◆ **PROBLEM TO WORK ON**
Return exactly the lines of the records below, starting at the line that contains "the accessibility tree" and ending at the line that contains "messages, oldest first.", with both of those lines kept.

[Data extracted from a collection]
//! CLI command handlers for ChordLayer.
//!
//! `run` is the interactive harness; the other commands are headless and
//! scriptable.

pub mod commands;
pub mod common;
pub mod config;
pub mod run;

// Re-export types used by main.rs and tests
pub use commands::CommandsArgs;
pub use common::{CliError, CliResult, ExitCode};
pub use config::ConfigArgs;
pub use run::RunArgs;
//! The host application seam.
//!
//! Command handlers never walk a UI tree themselves. They ask a [`ChatHost`]
//! to locate and act on elements, and turn its answer into speech. Each host
//! platform provides its own implementation.

use crate::models::HandlerError;

/// A chat message as the host exposes it.
#[derive(Debug, Clone, PartialEq, Eq)]
pub struct Message {
    /// Display name of the sender
    pub author: String,
    /// Message body
    pub content: String,
}

impl Message {
    /// Create a message.
    pub fn new(author: impl Into<String>, content: impl Into<String>) -> Self {
        Self {
            author: author.into(),
            content: content.into(),
        }
    }

    /// Text read aloud for this message.
    #[must_use]
    pub fn spoken(&self) -> String {
        if self.content.trim().is_empty() {
            format!("{}: (empty message)", self.author)
        } else {
            format!("{}: {}", self.author, self.content)
        }
    }
}

/// Host-side actions that are a single lookup plus an optional activation.
#[derive(Debug, Clone, Copy, PartialEq, Eq, Hash)]
pub enum HostAction {
    /// Read the "Active Now" section
    ActiveNow,
    /// Summarize voice activity on visible servers
    VoiceServers,
    /// List activatable buttons
    ListButtons,
    /// Focus the message input box
    FocusMessageInput,
    /// Focus the server list
    FocusServerList,
    /// Move focus to the next major area
    CycleAreas,
    /// Focus the user area
    FocusUserArea,
    /// Press the pinned messages button
    PinnedMessages,
    /// Open or close the thread list
    ThreadList,
    /// Press the voice disconnect button
    Disconnect,
    /// Report voice latency
    Ping,
    /// Report who is typing
    Typing,
    /// Report channel or DM information
    ChannelInfo,
    /// Dump the accessibility tree
    Diagnostic,
    /// Report what the message list lookup finds
    MessageDebug,
    /// Start logging accessibility events
    EventLog,
}

/// External collaborator that owns the real UI tree.
///
/// All methods are synchronous and expected to return quickly; they run
/// inside key dispatch.
pub trait ChatHost {
    /// Perform an action and return the text to announce.
    fn perform(&self, action: HostAction) -> Result<String, HandlerError>;

    /// Visible chat messages, oldest first.
    fn messages(&self) -> Vec<Message>;

    /// Index of the first unread message, if the marker is visible.
    fn unread_marker(&self) -> Option<usize>;

    /// Move real focus to a message.
    fn focus_message(&self, index: usize) -> Result<(), HandlerError>;

    /// Whether the user is connected to a voice channel.
    fn voice_connected(&self) -> bool;
}

#[cfg(test)]
mod tests {
    use super::*;

    #[test]
    fn test_spoken_message() {
        assert_eq!(Message::new("Alex", "hello").spoken(), "Alex: hello");
        assert_eq!(Message::new("Alex", "  ").spoken(), "Alex: (empty message)");
    }
}
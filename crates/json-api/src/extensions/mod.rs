//! Extension traits

mod contract_date;
mod depot;
mod result;

pub(crate) use contract_date::ContractDateExt as _;
pub(crate) use depot::DepotExt as _;
pub(crate) use result::ResultExt as _;
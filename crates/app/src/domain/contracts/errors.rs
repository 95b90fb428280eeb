//! Contract errors.

use thiserror::Error;

use crate::domain::bodegas::records::EstadoBodega;

#[derive(Debug, Clone, Copy, PartialEq, Eq, Error)]
pub enum ContractsError {
    #[error("bodega in state {0} has no contract to generate")]
    NotContractable(EstadoBodega),
}
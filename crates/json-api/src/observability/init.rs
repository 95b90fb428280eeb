//! Tracing subscriber initialisation.

use tracing_subscriber::{
    EnvFilter, Registry,
    layer::{Layer, SubscriberExt},
    util::SubscriberInitExt,
};

use crate::config::{ServerConfig, observability::LogFormat};

use super::{ObservabilityError, settings};

/// Initialise structured logging and request observability settings.
pub(crate) fn init(config: &ServerConfig) -> Result<(), ObservabilityError> {
    settings::apply_runtime_config(config);

    match config.logging.log_format {
        LogFormat::Compact => init_with_layer(
            config,
            tracing_subscriber::fmt::layer()
                .compact()
                .with_target(true)
                .with_file(true)
                .with_line_number(true),
        ),
        LogFormat::Json => init_with_layer(
            config,
            tracing_subscriber::fmt::layer()
                .json()
                .with_current_span(true)
                .with_span_list(true)
                .with_target(true),
        ),
    }
}

fn build_env_filter(config: &ServerConfig) -> EnvFilter {
    EnvFilter::try_from_default_env().unwrap_or_else(|_| {
        EnvFilter::new(format!("{},hyper=warn,h2=warn", config.logging.log_level))
    })
}

fn init_with_layer<L>(config: &ServerConfig, fmt_layer: L) -> Result<(), ObservabilityError>
where
    L: Layer<Registry> + Send + Sync + 'static,
{
    tracing_subscriber::registry()
        .with(fmt_layer)
        .with(build_env_filter(config))
        .try_init()?;

    Ok(())
}
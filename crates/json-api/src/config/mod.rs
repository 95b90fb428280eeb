//! Server configuration module

use clap::Parser;

use crate::config::{
    observability::{LoggingConfig, ObservabilityConfig},
    server::ServerRuntimeConfig,
    store::StoreConfig,
};

pub(crate) mod observability;
pub(crate) mod server;
pub(crate) mod store;

/// Bodegas JSON API Server configuration
#[derive(Debug, Parser)]
#[command(name = "bodegas-json", about = "Bodegas JSON API Server", long_about = None)]
pub struct ServerConfig {
    /// Server network settings.
    #[command(flatten)]
    pub server: ServerRuntimeConfig,

    /// Logging output settings.
    #[command(flatten)]
    pub logging: LoggingConfig,

    /// Request metrics and slow request settings.
    #[command(flatten)]
    pub observability: ObservabilityConfig,

    /// Record store settings.
    #[command(flatten)]
    pub store: StoreConfig,
}

impl ServerConfig {
    /// Load configuration from environment and CLI arguments
    ///
    /// # Errors
    ///
    /// Returns an error if configuration cannot be parsed
    pub fn load() -> Result<Self, clap::Error> {
        // Load .env file if present (ignore if missing)
        _ = dotenvy::dotenv();

        Self::try_parse()
    }

    /// Get the socket address for binding
    #[must_use]
    pub fn socket_addr(&self) -> String {
        self.server.socket_addr()
    }
}

#[cfg(test)]
mod tests {
    use testresult::TestResult;

    use super::*;

    #[test]
    fn defaults_apply_when_only_base_url_is_given() -> TestResult {
        let config = ServerConfig::try_parse_from([
            "bodegas-json",
            "--api-base-url",
            "http://localhost:8698/",
        ])?;

        assert_eq!(config.socket_addr(), "0.0.0.0:8698");
        assert_eq!(config.server.base_url(), "http://localhost:8698");
        assert_eq!(config.store.supervisor, "María Gómez");
        assert_eq!(config.observability.slow_request_threshold_ms, 1_000);
        assert!(config.store.seed_file.is_none(), "no seed file by default");

        Ok(())
    }

    #[test]
    fn missing_base_url_is_a_configuration_error() {
        let result = ServerConfig::try_parse_from(["bodegas-json"]);

        // Only meaningful when the environment does not provide a fallback.
        if std::env::var_os("API_BASE_URL").is_none() {
            assert!(result.is_err(), "expected missing API_BASE_URL to fail");
        }
    }
}
//! Bodegas

mod errors;
mod handlers;
mod models;

pub(crate) use errors::into_status_error;
pub(crate) use handlers::*;
//! Seed data for the record store.

use std::{fs, io, path::Path};

use rustc_hash::FxHashSet;
use thiserror::Error;

use crate::domain::bodegas::{
    data::BodegaPatch,
    errors::ValidationError,
    records::BodegaRecord,
    validation::check_date_range,
};

const DEFAULT_SEED: &str = include_str!("seed/bodegas.json");

#[derive(Debug, Error)]
pub enum SeedError {
    #[error("failed to read seed file: {0}")]
    Read(#[source] io::Error),

    #[error("malformed seed data: {0}")]
    Parse(#[source] serde_json::Error),

    #[error("duplicate bodega id `{0}`")]
    DuplicateId(String),

    #[error("duplicate bodega codigo `{0}`")]
    DuplicateCodigo(String),

    #[error("bodega `{id}` is invalid: {source}")]
    Invalid {
        id: String,
        source: ValidationError,
    },

    #[error("bodega `{id}` ends before it starts")]
    EndBeforeStart { id: String },
}

/// Built-in warehouse layout, A1 through E2.
///
/// # Errors
///
/// Returns an error if the embedded seed fails to parse or validate.
pub fn default_bodegas() -> Result<Vec<BodegaRecord>, SeedError> {
    parse_seed(DEFAULT_SEED)
}

/// Read and check a JSON seed file: an array of bodega records.
///
/// # Errors
///
/// Returns an error if the file cannot be read, does not parse, or holds a
/// record that breaks a record invariant.
pub fn load_seed_file(path: &Path) -> Result<Vec<BodegaRecord>, SeedError> {
    let contents = fs::read_to_string(path).map_err(SeedError::Read)?;

    parse_seed(&contents)
}

fn parse_seed(contents: &str) -> Result<Vec<BodegaRecord>, SeedError> {
    let bodegas: Vec<BodegaRecord> = serde_json::from_str(contents).map_err(SeedError::Parse)?;

    check_seed(&bodegas)?;

    Ok(bodegas)
}

/// Check identifiers are unique and every record passes update validation.
///
/// # Errors
///
/// Returns the first offending record.
pub fn check_seed(bodegas: &[BodegaRecord]) -> Result<(), SeedError> {
    let mut ids = FxHashSet::default();
    let mut codigos = FxHashSet::default();

    for bodega in bodegas {
        if !ids.insert(bodega.id.as_str()) {
            return Err(SeedError::DuplicateId(bodega.id.clone()));
        }

        if !codigos.insert(bodega.codigo.as_str()) {
            return Err(SeedError::DuplicateCodigo(bodega.codigo.clone()));
        }

        let payload = serde_json::to_value(bodega).map_err(SeedError::Parse)?;

        BodegaPatch::from(payload)
            .sanitize()
            .map_err(|source| SeedError::Invalid {
                id: bodega.id.clone(),
                source,
            })?;

        if check_date_range(bodega).is_err() {
            return Err(SeedError::EndBeforeStart {
                id: bodega.id.clone(),
            });
        }
    }

    Ok(())
}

◆ **RESULT OF THIS EXERCISE**
    /// Dump the accessibility tree
    Diagnostic,
    /// Report what the message list lookup finds
    MessageDebug,
    /// Start logging accessibility events
    EventLog,
}

/// External collaborator that owns the real UI tree.
///
/// All methods are synchronous and expected to return quickly; they run
/// inside key dispatch.
pub trait ChatHost {
    /// Perform an action and return the text to announce.
    fn perform(&self, action: HostAction) -> Result<String, HandlerError>;

    /// Visible chat messages, oldest first.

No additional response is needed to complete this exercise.